Escribo estas líneas desde Tesalónica, en Grecia, donde me encuentro acompañando la peregrinación diocesana siguiendo los pasos de San Pablo. Otras veces hemos ido a Tierra Santa. Esta vez es el mensaje del Apóstol el que estamos profundizando siendo peregrinos de su impresionante testimonio cristiano que nos ha dejado como preciosa herencia.Queda muy atrás aquella cultura tan llena de sabiduría, tan rica en arte, en donde filósofos de la primera línea, poetas y escritores, juristas, atletas, estrategas de la milicia, y mucha gente buena, levantaron aquel imperio cultural que se rinde ante nosotros cuando contemplamos sus ruinas. Tesalónica, Corinto, Filipos, Atenas, Éfeso, Galacia… fueron algunos de los escenarios por donde pasó Pablo, el Pablo cristiano que no podía dejar de anunciar a Cristo hasta el lamento más sincero si dejaba de hacerlo: ay de mí si no evangelizare.

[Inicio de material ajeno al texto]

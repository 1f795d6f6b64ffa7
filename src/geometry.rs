/// Pixel-space position of a grid cell's top-left corner.
#[derive(Copy, Clone, Debug, Default, PartialEq, Eq, Hash)]
pub struct Position {
    pub x: i32,
    pub y: i32,
}

impl Position {
    pub const fn new(x: i32, y: i32) -> Self {
        Self { x, y }
    }

    pub fn offset(self, dx: i32, dy: i32) -> Self {
        Self { x: self.x + dx, y: self.y + dy }
    }
}

/// Axis-aligned box. Right and bottom edges are exclusive.
#[derive(Copy, Clone, Debug, PartialEq, Eq)]
pub struct Rect {
    pub x: i32,
    pub y: i32,
    pub w: i32,
    pub h: i32,
}

impl Rect {
    pub const fn new(x: i32, y: i32, w: i32, h: i32) -> Self {
        Self { x, y, w, h }
    }

    pub fn at(origin: Position, w: i32, h: i32) -> Self {
        Self { x: origin.x, y: origin.y, w, h }
    }

    pub fn origin(&self) -> Position {
        Position::new(self.x, self.y)
    }

    pub fn right(&self) -> i32 {
        self.x + self.w
    }

    pub fn bottom(&self) -> i32 {
        self.y + self.h
    }

    pub fn contains(&self, p: Position) -> bool {
        p.x >= self.x && p.x < self.right() && p.y >= self.y && p.y < self.bottom()
    }

    /// Inclusive hit test for screen coordinates (mouse clicks).
    pub fn contains_point(&self, x: f32, y: f32) -> bool {
        x >= self.x as f32 && x <= self.right() as f32 && y >= self.y as f32 && y <= self.bottom() as f32
    }

    /// Strict overlap on both axes; touching edges do not count.
    pub fn intersects(&self, other: &Rect) -> bool {
        self.x < other.right()
            && self.right() > other.x
            && self.y < other.bottom()
            && self.bottom() > other.y
    }
}

/// Screen size, movement grid, and the border margin that walls off the
/// playable interior.
#[derive(Copy, Clone, Debug, PartialEq, Eq)]
pub struct Playfield {
    pub width: i32,
    pub height: i32,
    pub cell: i32,
    pub margin: i32,
}

impl Playfield {
    pub const fn new(width: i32, height: i32, cell: i32, margin: i32) -> Self {
        Self { width, height, cell, margin }
    }

    pub fn interior(&self) -> Rect {
        Rect::new(
            self.margin,
            self.margin,
            self.width - 2 * self.margin,
            self.height - 2 * self.margin,
        )
    }

    pub fn columns(&self) -> i32 {
        self.interior().w / self.cell
    }

    pub fn rows(&self) -> i32 {
        self.interior().h / self.cell
    }

    /// Screen centre snapped down onto the movement grid.
    pub fn center(&self) -> Position {
        let cx = self.width / 2;
        let cy = self.height / 2;
        Position::new(cx - cx % self.cell, cy - cy % self.cell)
    }

    #[cfg(test)]
    pub fn is_aligned(&self, p: Position) -> bool {
        p.x % self.cell == 0 && p.y % self.cell == 0
    }
}

#[cfg(test)]
mod tests {
    use super::*;

    #[test]
    fn interior_excludes_margin_on_every_side() {
        let field = Playfield::new(800, 600, 10, 20);
        let inner = field.interior();
        assert_eq!(inner, Rect::new(20, 20, 760, 560));
        assert!(inner.contains(Position::new(20, 20)));
        assert!(inner.contains(Position::new(770, 570)));
        assert!(!inner.contains(Position::new(780, 570)));
        assert!(!inner.contains(Position::new(20, 580)));
        assert_eq!(field.columns(), 76);
        assert_eq!(field.rows(), 56);
    }

    #[test]
    fn touching_boxes_do_not_intersect() {
        let a = Rect::new(0, 0, 10, 10);
        assert!(!a.intersects(&Rect::new(10, 0, 10, 10)));
        assert!(!a.intersects(&Rect::new(0, 10, 10, 10)));
        assert!(a.intersects(&Rect::new(9, 9, 10, 10)));
        assert!(Rect::new(60, 50, 15, 13).intersects(&Rect::new(55, 50, 15, 15)));
    }

    #[test]
    fn center_is_grid_aligned() {
        let field = Playfield::new(805, 603, 10, 20);
        let c = field.center();
        assert_eq!(c, Position::new(400, 300));
        assert!(field.is_aligned(c));
    }
}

El encuentro con Cristo en aquel camino de Damasco no cambió la personalidad de Pablo. Con todos sus límites y con todas sus posibilidades, su encuentro con el Señor cambió el destino de sus muchos talentos. Ya no era perseguir a cristianos con indomable intolerancia, sino saberse su hermano abrazando a todos por amor a Cristo. Todos tenemos un camino de Damasco en el que descabalgar nuestros desvaríos sin renunciar a como Dios nos ha hecho. ¡Cuántos de nosotros con nuestro temperamento calmo y suave nos hemos quedado pasmados cuando había tanto que hacer o decir a nuestro alrededor! ¡Y cuántos, también, con nuestro temperamento fogoso y explosivo hemos terminado siendo incluso violentos! Y no tiene nada de malo la suavidad o la fogosidad, cuando las ponemos al servicio de Dios y de los hermanos.
El punto determinante para Pablo no fue que se cansó de sí mismo, que se asustó de su deriva o que otros le convencieron, sino aquel encuentro con el Señor que hizo de aquel instante un nuevo nacimiento. Con docilidad siguió lo que Cristo le decía, lo que los demás apóstoles le pidieron, y ya convertido al Señor en su Iglesia, dejó correr con toda fuerza su espíritu misionero.

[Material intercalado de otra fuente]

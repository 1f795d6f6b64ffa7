use std::fs;
use std::path::{Path, PathBuf};

use anyhow::{Context, Result};
use serde::{Deserialize, Serialize};

use crate::snake::Snake;

/// Persistent storage of a single integer per path.
pub trait ScoreStore {
    fn read_int(&self, path: &Path) -> Option<u32>;
    fn write_int(&mut self, path: &Path, value: u32) -> Result<()>;
}

// Persistent storage
#[derive(Serialize, Deserialize, Default)]
#[serde(default)]
struct SaveData {
    best_score: u32,
}

/// Stores the value as a small JSON document.
#[derive(Debug, Default)]
pub struct JsonFileStore;

impl ScoreStore for JsonFileStore {
    fn read_int(&self, path: &Path) -> Option<u32> {
        let text = match fs::read_to_string(path) {
            Ok(text) => text,
            Err(err) => {
                log::debug!("no saved score at {}: {err}", path.display());
                return None;
            }
        };
        match serde_json::from_str::<SaveData>(&text) {
            Ok(data) => Some(data.best_score),
            Err(err) => {
                log::warn!("ignoring corrupt score file {}: {err}", path.display());
                None
            }
        }
    }

    fn write_int(&mut self, path: &Path, value: u32) -> Result<()> {
        if let Some(dir) = path.parent().filter(|d| !d.as_os_str().is_empty()) {
            fs::create_dir_all(dir)
                .with_context(|| format!("creating directory {}", dir.display()))?;
        }
        let text = serde_json::to_string_pretty(&SaveData { best_score: value })?;
        fs::write(path, text).with_context(|| format!("writing {}", path.display()))?;
        Ok(())
    }
}

/// Best score across runs. The in-memory value is authoritative for the
/// session even when a write fails.
#[derive(Debug)]
pub struct HighScore {
    best: u32,
    path: PathBuf,
}

impl HighScore {
    pub fn load(store: &impl ScoreStore, path: impl Into<PathBuf>) -> Self {
        let path = path.into();
        let best = store.read_int(&path).unwrap_or(0);
        log::info!("best score {best} (from {})", path.display());
        Self { best, path }
    }

    pub fn best(&self) -> u32 {
        self.best
    }

    /// Records the result of a finished round. Returns `true` when the score
    /// beat the stored best; only then is a write requested.
    pub fn finalize(&mut self, score: u32, store: &mut impl ScoreStore) -> bool {
        if score <= self.best {
            return false;
        }
        log::info!("new best score {score} (was {})", self.best);
        self.best = score;
        if let Err(err) = store.write_int(&self.path, score) {
            log::warn!("could not save best score: {err:#}");
        }
        true
    }
}

/// Awards standard food: points plus growth.
pub fn on_food_consumed(snake: &mut Snake, reward: u32) {
    snake.add_score(reward);
    snake.grow(1);
}

/// Awards bonus food: points only.
pub fn on_bonus_consumed(snake: &mut Snake, reward: u32) {
    snake.add_score(reward);
}

/// One-shot bonus trigger per score milestone.
#[derive(Debug)]
pub struct BonusTrigger {
    milestone: u32,
    last_fired: u32,
}

impl BonusTrigger {
    pub fn new(milestone: u32) -> Self {
        Self { milestone, last_fired: 0 }
    }

    pub fn reset(&mut self) {
        self.last_fired = 0;
    }

    /// Fires when `score` is a positive multiple of the milestone that has
    /// not fired yet and no bonus is on the board.
    pub fn maybe_activate(&mut self, score: u32, bonus_active: bool) -> bool {
        if bonus_active || score == 0 || score % self.milestone != 0 || score == self.last_fired {
            return false;
        }
        self.last_fired = score;
        true
    }
}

Se le hizo pequeño aquel mundo pequeño, y recorrió las vías comerciales y culturales de aquel Imperio romano y griego. No perdió ocasión para anunciar a Jesucristo de tantos modos: en el testimonio de su valor sin miedo a naufragios, cárceles, falsos hermanos y algún bandolero; en el humilde ganarse el pan en aquello que sabía de oficio curtiendo cueros para no ser gravoso a nadie; en la inteligencia con la que supo dialogar con filósofos y poetas para narrar a Cristo en medio de sus ideas y sus versos; en su amor a Jesús, amado más que a sí mismo, amado en todos sus fueros y en todos sus adentros.

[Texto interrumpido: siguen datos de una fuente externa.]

use crate::geometry::{Position, Rect};
use crate::snake::{Segment, Snake};

/// Why a round ended.
#[derive(Copy, Clone, Debug, PartialEq, Eq)]
pub enum Crash {
    Wall,
    Body,
}

impl Crash {
    pub fn describe(self) -> &'static str {
        match self {
            Crash::Wall => "hit the wall",
            Crash::Body => "bit its own tail",
        }
    }
}

pub fn is_out_of_bounds(head: Position, interior: &Rect) -> bool {
    !interior.contains(head)
}

/// Head sharing a cell with any other segment.
pub fn is_self_collision(segments: &[Segment]) -> bool {
    match segments.split_first() {
        Some((head, body)) => body.iter().any(|s| s.pos == head.pos),
        None => false,
    }
}

pub fn crash_cause(snake: &Snake, interior: &Rect) -> Option<Crash> {
    if is_out_of_bounds(snake.head(), interior) {
        Some(Crash::Wall)
    } else if is_self_collision(snake.segments()) {
        Some(Crash::Body)
    } else {
        None
    }
}

/// Read-only; call after the tick's `advance` and food resolution.
pub fn is_terminal(snake: &Snake, interior: &Rect) -> bool {
    crash_cause(snake, interior).is_some()
}

#[cfg(test)]
mod tests {
    use super::*;
    use crate::geometry::Playfield;
    use crate::snake::Direction::{self, *};

    fn interior() -> Rect {
        Playfield::new(800, 600, 10, 20).interior()
    }

    fn snake_at(x: i32, y: i32, dir: Direction, len: usize) -> Snake {
        Snake::new(Position::new(x, y), dir, len, 10, (15, 13))
    }

    #[test]
    fn one_cell_past_each_edge_is_out() {
        let r = interior();
        let outside = [
            Position::new(r.x - 10, 300),
            Position::new(r.right(), 300),
            Position::new(400, r.y - 10),
            Position::new(400, r.bottom()),
        ];
        let inside = [
            Position::new(r.x + 10, 300),
            Position::new(r.right() - 20, 300),
            Position::new(400, r.y + 10),
            Position::new(400, r.bottom() - 20),
        ];
        for p in outside {
            assert!(is_out_of_bounds(p, &r), "{p:?} should be out");
        }
        for p in inside {
            assert!(!is_out_of_bounds(p, &r), "{p:?} should be in");
        }
    }

    #[test]
    fn edge_cells_are_inside() {
        let r = interior();
        assert!(!is_out_of_bounds(Position::new(r.x, r.y), &r));
        assert!(!is_out_of_bounds(Position::new(r.right() - 10, r.bottom() - 10), &r));
    }

    #[test]
    fn wall_crash_after_advance() {
        let mut snake = snake_at(20, 300, Left, 1);
        assert!(!is_terminal(&snake, &interior()));
        snake.advance();
        assert_eq!(crash_cause(&snake, &interior()), Some(Crash::Wall));
    }

    #[test]
    fn tight_loop_bites_the_body() {
        let r = interior();
        let mut snake = snake_at(200, 200, Right, 5);
        for dir in [Down, Left, Up] {
            assert!(!is_terminal(&snake, &r));
            snake.set_direction(dir);
            snake.advance();
        }
        assert_eq!(crash_cause(&snake, &r), Some(Crash::Body));
    }

    #[test]
    fn chasing_the_tail_tip_is_safe() {
        let r = interior();
        let mut snake = snake_at(200, 200, Right, 4);
        for dir in [Down, Left, Up] {
            snake.set_direction(dir);
            snake.advance();
        }
        assert!(!is_terminal(&snake, &r));
    }

    #[test]
    fn terminal_check_is_idempotent() {
        let r = interior();
        let mut snake = snake_at(770, 300, Right, 3);
        let before = is_terminal(&snake, &r);
        assert_eq!(before, is_terminal(&snake, &r));
        snake.advance();
        assert!(is_terminal(&snake, &r));
        assert!(is_terminal(&snake, &r));
        assert_eq!(snake.head(), Position::new(780, 300));
    }

    #[test]
    fn single_segment_never_self_collides() {
        let snake = snake_at(200, 200, Right, 1);
        assert!(!is_self_collision(snake.segments()));
        assert!(!is_self_collision(&[]));
    }
}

Saber de quién nos hemos fiado, saber que Él nos ha hecho capaces para la llamada y la encomienda que nos ha confíado, saber que todo es nadería en comparación con la riqueza de Cristo, saber que cuando somos débiles es entonces cuando Él nos hace fuertes. Recorriendo estos lugares, leyendo y celebrando en estos lares sus epístolas y sus lances, deseamos que el Apóstol nos acompañe en el camino que nos lleva por donde andamos, en las faenas en las que estamos y con la gente con la cual caminamos. Sea cual sea nuestro Damasco, o los mil vericuetos de nuestros viajes a través de los avatares de nuestra vida, en todo ello nos encontramos con Cristo, con los prójimos que Él ha puesto a nuestro lado, y las circunstancias que determinan nuestra andadura.